EXERCISE GOAL
From the records below, copy each line in which the string "ColumnarMenu" occurs.

PROVIDED RECORDS
=-=-=-=-=

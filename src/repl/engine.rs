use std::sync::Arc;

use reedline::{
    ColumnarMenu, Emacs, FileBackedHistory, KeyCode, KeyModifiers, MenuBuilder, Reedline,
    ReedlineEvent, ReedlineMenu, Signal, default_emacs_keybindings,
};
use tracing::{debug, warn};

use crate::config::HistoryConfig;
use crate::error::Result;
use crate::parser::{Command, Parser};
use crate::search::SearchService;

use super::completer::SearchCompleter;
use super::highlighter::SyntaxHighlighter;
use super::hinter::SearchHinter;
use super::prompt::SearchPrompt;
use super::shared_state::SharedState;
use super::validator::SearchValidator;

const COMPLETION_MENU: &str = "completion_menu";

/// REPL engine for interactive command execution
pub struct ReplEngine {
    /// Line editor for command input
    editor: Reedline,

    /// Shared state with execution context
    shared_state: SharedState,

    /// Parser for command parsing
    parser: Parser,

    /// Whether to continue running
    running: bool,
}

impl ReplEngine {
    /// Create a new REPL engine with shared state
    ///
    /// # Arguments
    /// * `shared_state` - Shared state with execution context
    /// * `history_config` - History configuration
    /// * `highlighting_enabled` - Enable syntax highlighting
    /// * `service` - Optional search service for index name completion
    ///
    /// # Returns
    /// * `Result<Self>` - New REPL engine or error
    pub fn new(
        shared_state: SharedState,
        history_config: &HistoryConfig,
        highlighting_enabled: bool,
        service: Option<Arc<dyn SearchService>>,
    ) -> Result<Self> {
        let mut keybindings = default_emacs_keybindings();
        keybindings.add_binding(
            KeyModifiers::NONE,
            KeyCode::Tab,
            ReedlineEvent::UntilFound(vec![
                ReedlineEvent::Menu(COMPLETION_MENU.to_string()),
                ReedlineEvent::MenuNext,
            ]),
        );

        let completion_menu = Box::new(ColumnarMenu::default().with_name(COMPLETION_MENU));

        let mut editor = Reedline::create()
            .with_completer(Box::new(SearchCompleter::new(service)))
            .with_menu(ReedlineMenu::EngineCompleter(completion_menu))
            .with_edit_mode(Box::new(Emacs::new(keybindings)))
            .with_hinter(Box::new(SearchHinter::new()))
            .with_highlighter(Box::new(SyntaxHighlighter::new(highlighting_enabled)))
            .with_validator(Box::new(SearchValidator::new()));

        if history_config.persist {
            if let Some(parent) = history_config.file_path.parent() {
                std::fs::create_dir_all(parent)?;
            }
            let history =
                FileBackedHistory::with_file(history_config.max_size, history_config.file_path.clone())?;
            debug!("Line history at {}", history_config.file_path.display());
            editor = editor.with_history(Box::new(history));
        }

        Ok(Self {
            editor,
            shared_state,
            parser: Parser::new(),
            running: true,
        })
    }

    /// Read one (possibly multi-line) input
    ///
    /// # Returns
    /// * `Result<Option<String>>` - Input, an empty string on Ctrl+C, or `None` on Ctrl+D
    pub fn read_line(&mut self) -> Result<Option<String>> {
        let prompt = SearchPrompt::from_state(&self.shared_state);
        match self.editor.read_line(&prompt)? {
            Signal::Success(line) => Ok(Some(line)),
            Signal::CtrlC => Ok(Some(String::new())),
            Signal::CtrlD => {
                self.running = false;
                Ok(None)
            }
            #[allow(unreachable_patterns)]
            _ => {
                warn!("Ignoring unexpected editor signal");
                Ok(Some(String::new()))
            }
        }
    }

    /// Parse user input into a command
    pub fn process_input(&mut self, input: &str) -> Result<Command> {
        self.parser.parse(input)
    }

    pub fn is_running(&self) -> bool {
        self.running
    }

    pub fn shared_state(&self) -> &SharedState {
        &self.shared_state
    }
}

=-=-=-=-=

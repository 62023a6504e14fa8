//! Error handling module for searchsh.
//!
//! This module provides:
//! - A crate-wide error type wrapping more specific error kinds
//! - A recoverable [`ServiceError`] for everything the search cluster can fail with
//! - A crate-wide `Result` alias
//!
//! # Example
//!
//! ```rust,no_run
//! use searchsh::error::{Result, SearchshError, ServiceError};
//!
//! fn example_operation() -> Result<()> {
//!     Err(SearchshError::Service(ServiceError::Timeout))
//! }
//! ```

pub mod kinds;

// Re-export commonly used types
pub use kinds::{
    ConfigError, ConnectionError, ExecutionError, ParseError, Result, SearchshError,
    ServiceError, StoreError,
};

=-=-=-=-=

ANSWER TO THE PROBLEM
    ColumnarMenu, Emacs, FileBackedHistory, KeyCode, KeyModifiers, MenuBuilder, Reedline,
        let completion_menu = Box::new(ColumnarMenu::default().with_name(COMPLETION_MENU));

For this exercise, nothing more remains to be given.